Crowdfunding: How to fund in 48 hours

LOW PROFILE are currently running our first crowdfunding campaign, and after successfully reaching our initial funding target in under 48 hours, I thought it would be useful to share some top tips with you on how to repeat this kind of success…


#1: Work out a realistic & achievable target

  • Take your target amount (e.g. £1250), divide this number by the cost of your core reward (e.g. £20)

£1250 ÷ £20 = 62.5

Ask yourself the following questions:

  • Do you already know (or have a way to reach) that many people?
  • Are the people you know likely to actually want your core reward? Do they see it as good value?
  • Can the people you know actually afford your core reward?

If the answer to any of these questions is NO, then you are going to need to re-think either:

One of the best piece of crowdfunding advice I have read to date is Jamey Stegmaier’s mantra “You Don’t Have To Launch Today”. Stegmaier warns against the self-imposed (artificial) deadline dates that project creators give themselves, and the common temptations and risks of launching your project before it is ready, and before it has a likely chance of funding successfully. This post is well worth a read and it is important to take this advice on board before launching your own crowdfunding campaign.

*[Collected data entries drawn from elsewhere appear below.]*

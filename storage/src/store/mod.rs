//! The engine façade.
//!
//! A [`Store`] owns the pager, the freemap and the superblock behind one
//! coarse lock, plus registries of the open trees and blobs. Every handle
//! (`BTree`, `Entry`, `Blob`) keeps a clone of the store and takes the lock
//! for the duration of one operation.
//!
//! Handles opened on the same block id share a [`HandleToken`]; the registry
//! only holds it weakly, so in-memory tree state lives exactly as long as
//! some handle on it does.

use std::collections::HashMap;
use std::sync::atomic::{AtomicBool, Ordering};
use std::sync::{Arc, Weak};

use log::{debug, info};
use parking_lot::Mutex;

use crate::block::BlockStorage;
use crate::btree::{BTree, TreeMeta};
use crate::config::{StoreConfig, TreeOptions};
use crate::freemap::Freemap;
use crate::overflow::{Blob, Chain, ChainCache};
use crate::pager::{Pager, PagerStats};
use crate::superblock::{Superblock, RESERVED_SLOTS, SUPERBLOCK_ID};
use crate::{BlockId, Result, StorageError};

/// Shared identity of every handle opened on one block id.
#[derive(Debug)]
pub(crate) struct HandleToken {
    block: BlockId,
    dropped: AtomicBool,
}

impl HandleToken {
    fn new(block: BlockId) -> Self {
        Self {
            block,
            dropped: AtomicBool::new(false),
        }
    }

    pub fn block(&self) -> BlockId {
        self.block
    }

    fn check(&self) -> Result<()> {
        if self.dropped.load(Ordering::Acquire) {
            return Err(StorageError::HandleDropped(self.block));
        }
        Ok(())
    }

    fn mark_dropped(&self) {
        self.dropped.store(true, Ordering::Release);
    }
}

/// Pager, allocator and superblock: everything that touches blocks.
pub(crate) struct Space<S: BlockStorage> {
    pub pager: Pager<S>,
    pub freemap: Freemap,
    pub superblock: Superblock,
}

impl<S: BlockStorage> Space<S> {
    pub fn block_size(&self) -> usize {
        self.pager.block_size()
    }

    pub fn allocate(&mut self) -> Result<BlockId> {
        self.freemap.allocate(&mut self.pager, &mut self.superblock)
    }

    pub fn free(&mut self, id: BlockId) -> Result<()> {
        self.freemap
            .deallocate(&mut self.pager, &mut self.superblock, id)
    }

    /// Whether `id` is in use, by the caller or by the engine itself.
    pub fn is_allocated(&mut self, id: BlockId) -> Result<bool> {
        if id == SUPERBLOCK_ID {
            return Ok(true);
        }
        if id >= self.superblock.database_size {
            return Ok(false);
        }
        Ok(!self.freemap.is_free(&mut self.pager, &self.superblock, id)?)
    }

    fn write_superblock(&mut self) -> Result<()> {
        let mut page = self.pager.pin(SUPERBLOCK_ID)?;
        self.superblock.encode(page.data_mut());
        Ok(())
    }

    /// Superblock first, then every dirty page, then the storage itself.
    pub fn flush(&mut self) -> Result<()> {
        self.write_superblock()?;
        self.pager.flush()
    }
}

pub(crate) struct TreeSlot {
    token: Weak<HandleToken>,
    meta: TreeMeta,
}

pub(crate) struct StoreInner<S: BlockStorage> {
    space: Space<S>,
    config: StoreConfig,
    trees: HashMap<BlockId, TreeSlot>,
    blobs: HashMap<BlockId, Weak<HandleToken>>,
    chains: ChainCache,
}

impl<S: BlockStorage> StoreInner<S> {
    /// Forgets registry slots whose handles are all gone.
    fn prune(&mut self) {
        self.trees.retain(|_, slot| slot.token.strong_count() > 0);
        self.blobs.retain(|_, token| token.strong_count() > 0);
    }

    fn register_tree(&mut self, meta: TreeMeta) -> Arc<HandleToken> {
        let token = Arc::new(HandleToken::new(meta.header));
        self.trees.insert(
            meta.header,
            TreeSlot {
                token: Arc::downgrade(&token),
                meta,
            },
        );
        token
    }

    fn register_blob(&mut self, head: BlockId) -> Arc<HandleToken> {
        let token = Arc::new(HandleToken::new(head));
        self.blobs.insert(head, Arc::downgrade(&token));
        token
    }
}

/// Cloneable handle to one storage engine instance.
pub struct Store<S: BlockStorage> {
    inner: Arc<Mutex<StoreInner<S>>>,
}

impl<S: BlockStorage> Clone for Store<S> {
    fn clone(&self) -> Self {
        Self {
            inner: Arc::clone(&self.inner),
        }
    }
}

impl<S: BlockStorage> Store<S> {
    /// Formats `storage` as an empty store.
    pub fn create(storage: S, config: StoreConfig) -> Result<Self> {
        config.validate()?;
        check_block_size(&storage, &config)?;

        let mut pager = Pager::new(storage, config.cache_blocks);
        let mut superblock = Superblock::new(config.block_size);
        let freemap = Freemap::create(&mut pager, &mut superblock, config.grow_blocks)?;
        let mut space = Space {
            pager,
            freemap,
            superblock,
        };
        space.flush()?;

        info!(
            "store: created with {}-byte blocks, {} blocks addressable",
            config.block_size, space.superblock.database_size
        );
        Ok(Self::from_space(space, config))
    }

    /// Opens a store previously formatted by [`Store::create`].
    pub fn open(storage: S, config: StoreConfig) -> Result<Self> {
        config.validate()?;
        check_block_size(&storage, &config)?;
        if storage.num_blocks() == 0 {
            return Err(StorageError::corrupted(SUPERBLOCK_ID, "storage is empty"));
        }

        let mut pager = Pager::new(storage, config.cache_blocks);
        let mut buf = vec![0u8; config.block_size];
        pager.read_block(SUPERBLOCK_ID, &mut buf)?;
        let superblock = Superblock::decode(&buf)?;
        if superblock.block_size as usize != config.block_size {
            return Err(StorageError::BlockSizeMismatch {
                expected: config.block_size,
                found: superblock.block_size as usize,
            });
        }
        if pager.num_blocks() < superblock.database_size {
            return Err(StorageError::corrupted(
                SUPERBLOCK_ID,
                format!(
                    "database of {} blocks on a device of {}",
                    superblock.database_size,
                    pager.num_blocks()
                ),
            ));
        }

        let freemap = Freemap::open(config.block_size, config.grow_blocks, &superblock);
        info!(
            "store: opened {} blocks ({} allocated)",
            superblock.database_size, superblock.allocated_blocks
        );
        let space = Space {
            pager,
            freemap,
            superblock,
        };
        Ok(Self::from_space(space, config))
    }

    fn from_space(space: Space<S>, config: StoreConfig) -> Self {
        Self {
            inner: Arc::new(Mutex::new(StoreInner {
                space,
                config,
                trees: HashMap::new(),
                blobs: HashMap::new(),
                chains: ChainCache::default(),
            })),
        }
    }

    pub fn config(&self) -> StoreConfig {
        self.inner.lock().config.clone()
    }

    pub fn block_size(&self) -> usize {
        self.inner.lock().space.block_size()
    }

    /// Blocks handed out by the allocator and not yet freed.
    pub fn allocated_block_count(&self) -> u64 {
        self.inner.lock().space.superblock.allocated_blocks
    }

    /// Number of blocks the allocator currently addresses.
    pub fn database_size(&self) -> u64 {
        self.inner.lock().space.superblock.database_size
    }

    pub fn superblock(&self) -> Superblock {
        self.inner.lock().space.superblock.clone()
    }

    pub fn freemap_depth(&self) -> usize {
        self.inner.lock().space.freemap.depth()
    }

    pub fn allocate_block(&self) -> Result<BlockId> {
        self.inner.lock().space.allocate()
    }

    pub fn deallocate_block(&self, id: BlockId) -> Result<()> {
        self.inner.lock().space.free(id)
    }

    pub fn is_allocated(&self, id: BlockId) -> Result<bool> {
        self.inner.lock().space.is_allocated(id)
    }

    /// Raw read of an allocated block through the cache.
    pub fn read_block(&self, id: BlockId, buf: &mut [u8]) -> Result<()> {
        self.inner.lock().space.pager.read_block(id, buf)
    }

    /// Raw write of an allocated block through the cache.
    pub fn write_block(&self, id: BlockId, buf: &[u8]) -> Result<()> {
        self.inner.lock().space.pager.write_block(id, buf)
    }

    /// One of the block ids the superblock keeps for the caller (0 = unset).
    pub fn reserved_block(&self, slot: usize) -> Result<BlockId> {
        check_reserved_slot(slot)?;
        Ok(self.inner.lock().space.superblock.reserved[slot])
    }

    pub fn set_reserved_block(&self, slot: usize, id: BlockId) -> Result<()> {
        check_reserved_slot(slot)?;
        self.inner.lock().space.superblock.reserved[slot] = id;
        Ok(())
    }

    pub fn create_tree(&self, options: TreeOptions) -> Result<BTree<S>> {
        let mut guard = self.inner.lock();
        let inner = &mut *guard;
        inner.prune();
        let meta = TreeMeta::create(&mut inner.space, &options)?;
        debug!(
            "store: created tree at block {} (order {})",
            meta.header,
            meta.layout.order()
        );
        let token = inner.register_tree(meta);
        Ok(BTree::new(self.clone(), token))
    }

    /// Opens the tree whose header lives at `header`. A tree that is already
    /// open keeps the comparator it was first opened with.
    pub fn open_tree(&self, header: BlockId, options: TreeOptions) -> Result<BTree<S>> {
        let mut guard = self.inner.lock();
        let inner = &mut *guard;
        inner.prune();
        if let Some(token) = inner.trees.get(&header).and_then(|s| s.token.upgrade()) {
            return Ok(BTree::new(self.clone(), token));
        }
        let meta = TreeMeta::open(&mut inner.space, header, &options)?;
        let token = inner.register_tree(meta);
        Ok(BTree::new(self.clone(), token))
    }

    pub fn create_blob(&self) -> Result<Blob<S>> {
        let mut guard = self.inner.lock();
        let inner = &mut *guard;
        inner.prune();
        let head = Chain::create(&mut inner.space)?;
        let token = inner.register_blob(head);
        Ok(Blob::new(self.clone(), token))
    }

    pub fn open_blob(&self, head: BlockId) -> Result<Blob<S>> {
        let mut guard = self.inner.lock();
        let inner = &mut *guard;
        inner.prune();
        if let Some(token) = inner.blobs.get(&head).and_then(Weak::upgrade) {
            return Ok(Blob::new(self.clone(), token));
        }
        Chain::new(&mut inner.space, inner.chains.state(head), head).validate_head()?;
        let token = inner.register_blob(head);
        Ok(Blob::new(self.clone(), token))
    }

    /// Writes the superblock and every dirty page, then flushes the storage.
    pub fn flush(&self) -> Result<()> {
        self.inner.lock().space.flush()
    }

    pub fn pager_stats(&self) -> PagerStats {
        self.inner.lock().space.pager.stats()
    }

    /// Flushes and hands back the storage. Fails with `StoreInUse` while any
    /// other store clone or handle is alive.
    pub fn close(self) -> Result<S> {
        self.flush()?;
        let mutex = Arc::try_unwrap(self.inner).map_err(|_| StorageError::StoreInUse)?;
        let inner = mutex.into_inner();
        info!(
            "store: closed ({} of {} blocks allocated)",
            inner.space.superblock.allocated_blocks, inner.space.superblock.database_size
        );
        inner.space.pager.into_storage()
    }

    /// Runs `f` against a live tree.
    pub(crate) fn with_tree<R>(
        &self,
        token: &HandleToken,
        f: impl FnOnce(&mut Space<S>, &mut TreeMeta, &mut ChainCache) -> Result<R>,
    ) -> Result<R> {
        token.check()?;
        let mut guard = self.inner.lock();
        let inner = &mut *guard;
        let slot = inner
            .trees
            .get_mut(&token.block)
            .ok_or(StorageError::HandleDropped(token.block))?;
        f(&mut inner.space, &mut slot.meta, &mut inner.chains)
    }

    /// Frees a tree and invalidates every handle on it.
    pub(crate) fn drop_tree(
        &self,
        token: &HandleToken,
        f: impl FnOnce(&mut Space<S>, &mut TreeMeta, &mut ChainCache) -> Result<()>,
    ) -> Result<()> {
        token.check()?;
        let mut guard = self.inner.lock();
        let inner = &mut *guard;
        let mut slot = inner
            .trees
            .remove(&token.block)
            .ok_or(StorageError::HandleDropped(token.block))?;
        token.mark_dropped();
        f(&mut inner.space, &mut slot.meta, &mut inner.chains)?;
        debug!("store: dropped tree at block {}", token.block);
        Ok(())
    }

    /// Runs `f` against a live blob.
    pub(crate) fn with_chain<R>(
        &self,
        token: &HandleToken,
        f: impl FnOnce(&mut Chain<'_, S>) -> Result<R>,
    ) -> Result<R> {
        token.check()?;
        let mut guard = self.inner.lock();
        let inner = &mut *guard;
        let state = inner.chains.state(token.block);
        let mut chain = Chain::new(&mut inner.space, state, token.block);
        f(&mut chain)
    }

    pub(crate) fn drop_blob(&self, token: &HandleToken) -> Result<()> {
        token.check()?;
        let mut guard = self.inner.lock();
        let inner = &mut *guard;
        token.mark_dropped();
        inner.blobs.remove(&token.block);
        let state = inner.chains.state(token.block);
        Chain::new(&mut inner.space, state, token.block).free_all()?;
        inner.chains.forget(token.block);
        debug!("store: dropped blob at block {}", token.block);
        Ok(())
    }
}

fn check_block_size<S: BlockStorage>(storage: &S, config: &StoreConfig) -> Result<()> {
    if storage.block_size() != config.block_size {
        return Err(StorageError::BlockSizeMismatch {
            expected: config.block_size,
            found: storage.block_size(),
        });
    }
    Ok(())
}

fn check_reserved_slot(slot: usize) -> Result<()> {
    if slot >= RESERVED_SLOTS {
        return Err(StorageError::InvalidConfig(format!(
            "reserved slot {} out of range (0..{})",
            slot, RESERVED_SLOTS
        )));
    }
    Ok(())
}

#2: Work out who is in your crowd & who is likely to back your project

  • Make a list of friends, family and personal contacts

See this post on Mapping Your Crowd for some pointers on how best to identify who is likely to back your project.

  • Work out the best way to get in touch with each person, individually – this might be by phone, face-to-face, SMS, email or private message on FB / Twitter / WhatsApp etc.

Get in touch to let each of these people know:

  • what your project is about & what it helps you achieve
  • when you plan to launch
  • that they can support the project in a number of different ways (pledges, sharing & recommending your project)

Keep this list in a safe place – add to it and revise it as you think of new people who might be interested in your campaign. You’ll probably want to make it into a table or spreadsheet with columns for email addresses, phone numbers, or other contact details. You will be using and referring to this list A LOT, especially for steps #3, #4, #5 & #6 below.

#3: Send out previews & ask for feedback

  • Set up your project page at least 2 weeks before your project launch

This gives you time to tweak things, to put feedback into action and to make revisions before your planned launch date.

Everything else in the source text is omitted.